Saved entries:

=== Section Start ===

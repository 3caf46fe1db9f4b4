//! Conversation dataset loading.
//!
//! Records are stored as JSON Lines: one conversation object per line.
//! A dataset path may be a single `.jsonl` file, a directory whose `*.jsonl`
//! files are read in name order, or `-` for stdin.
//!
//! Reading is lazy. Each call to `next()` reads at most one record, and a
//! malformed line is reported as an error for that record only; iteration
//! can continue past it.

mod types;

pub use types::{Bot, Conversation, Message};

use crate::error::{EpisodicError, Result};
use std::fs::{self, File};
use std::io::{self, BufRead, BufReader, Lines};
use std::path::{Path, PathBuf};

/// Extension of dataset files picked up from a directory.
const DATASET_EXTENSION: &str = "jsonl";

/// Source name used in errors for records read from stdin.
const STDIN_NAME: &str = "<stdin>";

/// A line-oriented source currently being read.
struct Source {
    name: String,
    lines: Lines<Box<dyn BufRead>>,
    line_no: usize,
}

/// Lazy iterator over the conversations in one or more JSONL files.
pub struct JsonlDataset {
    pending: std::vec::IntoIter<PathBuf>,
    current: Option<Source>,
}

impl JsonlDataset {
    /// Open a dataset at `path`.
    ///
    /// # Errors
    ///
    /// Returns `EpisodicError::UserError` if the path does not exist or a
    /// directory cannot be listed.
    pub fn open<P: AsRef<Path>>(path: P) -> Result<Self> {
        Self::open_with_stdin(path.as_ref(), || Box::new(BufReader::new(io::stdin())))
    }

    /// Like `open`, with `stdin` supplying the reader for `-`.
    fn open_with_stdin<F>(path: &Path, stdin: F) -> Result<Self>
    where
        F: FnOnce() -> Box<dyn BufRead>,
    {
        if path == Path::new("-") {
            return Ok(Self::from_reader(STDIN_NAME, stdin()));
        }

        if !path.exists() {
            return Err(EpisodicError::UserError(format!(
                "dataset path '{}' does not exist",
                path.display()
            )));
        }

        let files = if path.is_dir() {
            list_dataset_files(path)?
        } else {
            vec![path.to_path_buf()]
        };

        tracing::debug!(path = %path.display(), files = files.len(), "opened dataset");

        Ok(Self {
            pending: files.into_iter(),
            current: None,
        })
    }

    /// Read conversations from an already-open reader.
    pub fn from_reader(name: impl Into<String>, reader: Box<dyn BufRead>) -> Self {
        Self {
            pending: Vec::new().into_iter(),
            current: Some(Source {
                name: name.into(),
                lines: reader.lines(),
                line_no: 0,
            }),
        }
    }

    fn open_next_file(&mut self) -> Option<Result<()>> {
        let path = self.pending.next()?;
        let file = match File::open(&path) {
            Ok(file) => file,
            Err(e) => {
                return Some(Err(EpisodicError::Dataset(format!(
                    "failed to open '{}': {}",
                    path.display(),
                    e
                ))));
            }
        };

        tracing::debug!(file = %path.display(), "reading dataset file");
        let reader: Box<dyn BufRead> = Box::new(BufReader::new(file));
        self.current = Some(Source {
            name: path.display().to_string(),
            lines: reader.lines(),
            line_no: 0,
        });
        Some(Ok(()))
    }
}

impl Iterator for JsonlDataset {
    type Item = Result<Conversation>;

    fn next(&mut self) -> Option<Self::Item> {
        loop {
            let Some(source) = self.current.as_mut() else {
                match self.open_next_file()? {
                    Ok(()) => continue,
                    Err(e) => return Some(Err(e)),
                }
            };

            let line = match source.lines.next() {
                Some(Ok(line)) => line,
                Some(Err(e)) => {
                    let err = EpisodicError::Dataset(format!(
                        "{}: read failed after line {}: {}",
                        source.name, source.line_no, e
                    ));
                    self.current = None;
                    return Some(Err(err));
                }
                None => {
                    self.current = None;
                    continue;
                }
            };
            source.line_no += 1;

            if line.trim().is_empty() {
                continue;
            }

            return Some(serde_json::from_str::<Conversation>(&line).map_err(|e| {
                EpisodicError::Dataset(format!("{}:{}: {}", source.name, source.line_no, e))
            }));
        }
    }
}

/// List `*.jsonl` files directly inside `dir`, sorted by path.
fn list_dataset_files(dir: &Path) -> Result<Vec<PathBuf>> {
    let entries = fs::read_dir(dir).map_err(|e| {
        EpisodicError::UserError(format!(
            "failed to read dataset directory '{}': {}",
            dir.display(),
            e
        ))
    })?;

    let mut files = Vec::new();
    for entry in entries {
        let entry = entry.map_err(|e| {
            EpisodicError::UserError(format!(
                "failed to read dataset directory '{}': {}",
                dir.display(),
                e
            ))
        })?;
        let path = entry.path();
        if path.is_file() && path.extension().is_some_and(|ext| ext == DATASET_EXTENSION) {
            files.push(path);
        }
    }

    files.sort();
    Ok(files)
}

=== Section End ===

Where a line in the entries holds the word "const", copy that line.

const DATASET_EXTENSION: &str = "jsonl";
const STDIN_NAME: &str = "<stdin>";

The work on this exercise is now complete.